Smith won the National Book Award in 2010 for her memoir "Just Kids."

New York City restaurateur Keith McNally, who once banned former CBS talk show host James Corden from his Balthazar eatery for abusing the wait staff, is now accusing another celebrity of rudeness — beloved singer-songwriter and award-winning author Patti Smith.

In an excerpt published Thursday from his new memoir “I Regret Nothing,” McNally recalled Smith, her ex-boyfriend Robert Mapplethorpe and art curator Sam Wagstaff regularly eating at the One Fifth restaurant he managed in the 1970s — and Smith being rather abrasive.

“At the time, I found Wagstaff to be the most interesting of the three,” wrote McNally in an excerpt published in New York Magazine. “I still do today. On nights when Wagstaff wasn’t at the table, Smith and Mapplethorpe could be very difficult to wait on.”

“Smith, unfortunately, was incredibly rude to the servers,” he continued. “It’s impossible for me to listen to a Patti Smith song today without remembering her reducing a waitress to tears because she forgot to put bread on the table.”

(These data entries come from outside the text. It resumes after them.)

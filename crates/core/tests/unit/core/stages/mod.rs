

/// Execute stage tests.
pub mod execute;
//! Fatal error definitions.
//!
//! This module defines the error taxonomy for the simulator. Every variant is
//! fatal: the scheduler propagates the first error it sees and the run ends
//! abnormally. It provides:
//! 1. **Alignment Errors:** Fetch or data access at a non-word-aligned address.
//! 2. **Decode Errors:** Unrecognized opcode, ALU function, or branch condition.
//! 3. **Load Errors:** Malformed or oversized program input.

use std::io;

use thiserror::Error;

/// A fatal simulation error.
///
/// Each variant carries the context needed to identify the offending address
/// or program line. None of these are recoverable; the simulator either runs
/// to the halt sentinel or terminates with one of these.
#[derive(Debug, Error)]
pub enum SimError {
    /// Instruction fetch from an address that is not a multiple of 4.
    #[error("misaligned instruction fetch from {addr:#010x}")]
    MisalignedFetch {
        /// The misaligned fetch address.
        addr: u32,
    },

    /// Instruction fetch beyond the end of instruction memory.
    #[error("instruction fetch out of bounds at {addr:#010x}")]
    FetchOutOfBounds {
        /// The out-of-range fetch address.
        addr: u32,
    },

    /// Unrecognized opcode, including the all-zero instruction word.
    #[error("illegal opcode {opcode:#04x} at pc={pc:#010x}")]
    IllegalOpcode {
        /// The low 7 bits of the offending instruction word.
        opcode: u32,
        /// Program counter of the offending instruction.
        pc: u32,
    },

    /// ALU function code with no defined operation.
    #[error("illegal ALU function funct3={funct3:#x} funct7={funct7:#04x} at pc={pc:#010x}")]
    IllegalAluFunct {
        /// The funct3 field of the offending instruction.
        funct3: u32,
        /// The funct7 field of the offending instruction.
        funct7: u32,
        /// Program counter of the offending instruction.
        pc: u32,
    },

    /// Branch funct3 with no defined condition.
    #[error("illegal branch condition funct3={funct3:#x} at pc={pc:#010x}")]
    IllegalBranchFunct {
        /// The funct3 field of the offending branch.
        funct3: u32,
        /// Program counter of the offending instruction.
        pc: u32,
    },

    /// Data access at an address that is not a multiple of 4.
    #[error("misaligned memory access to {addr:#010x} at pc={pc:#010x}")]
    MisalignedAccess {
        /// The misaligned effective address.
        addr: u32,
        /// Program counter of the load/store that computed it.
        pc: u32,
    },

    /// Data access beyond the end of data memory.
    #[error("memory access out of bounds at {addr:#010x} (pc={pc:#010x})")]
    AccessOutOfBounds {
        /// The out-of-range effective address.
        addr: u32,
        /// Program counter of the load/store that computed it.
        pc: u32,
    },

    /// Program line that is not a string of at most 32 binary digits.
    #[error("failed to parse program line {line}: expected a 32-bit binary encoding")]
    ProgramParse {
        /// 1-based line number of the malformed line.
        line: usize,
    },

    /// Program with more instructions than instruction memory can hold.
    #[error("program does not fit in instruction memory (line {line})")]
    ProgramTooLarge {
        /// 1-based line number of the first instruction that did not fit.
        line: usize,
    },

    /// I/O failure while reading the program input.
    #[error("failed to read program input: {0}")]
    ProgramRead(#[from] io::Error),
}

Smith won the National Book Award in 2010 for her bestselling memoir “Just Kids,” which chronicled her bohemian life as a struggling artist and her relationship with Mapplethorpe — a now-celebrated photographer who died at 42 from complications with HIV in 1989.

“Although Mapplethorpe, with his tough-boy leather-jacket image, could be terse with the servers, he never tried to belittle them the way Smith did,” wrote McNally, adding that Mapplethorpe was “friendlier to the staff” on the rare occasion that he took his jacket off.

Representatives for Smith did not immediately respond to HuffPost’s request for comment.

Smith won the National Book Award in 2010 for her memoir “Just Kids.”

Ernesto Ruscio/Getty Images

McNally famously called out Corden on Instagram in 2022 for being “the most abusive customer” at Balthazar “since the restaurant opened 25 years ago,” and explained that Corden — whom he called “a tiny Cretin of a man” — was banned for yelling at a server.

McNally later updated his fans to announce that Corden had called him up and “apologized profusely,” which the restaurateur noted had officially reversed the ban. Whether Smith’s alleged behavior five decades ago prompted a similar exile at the time remains unclear.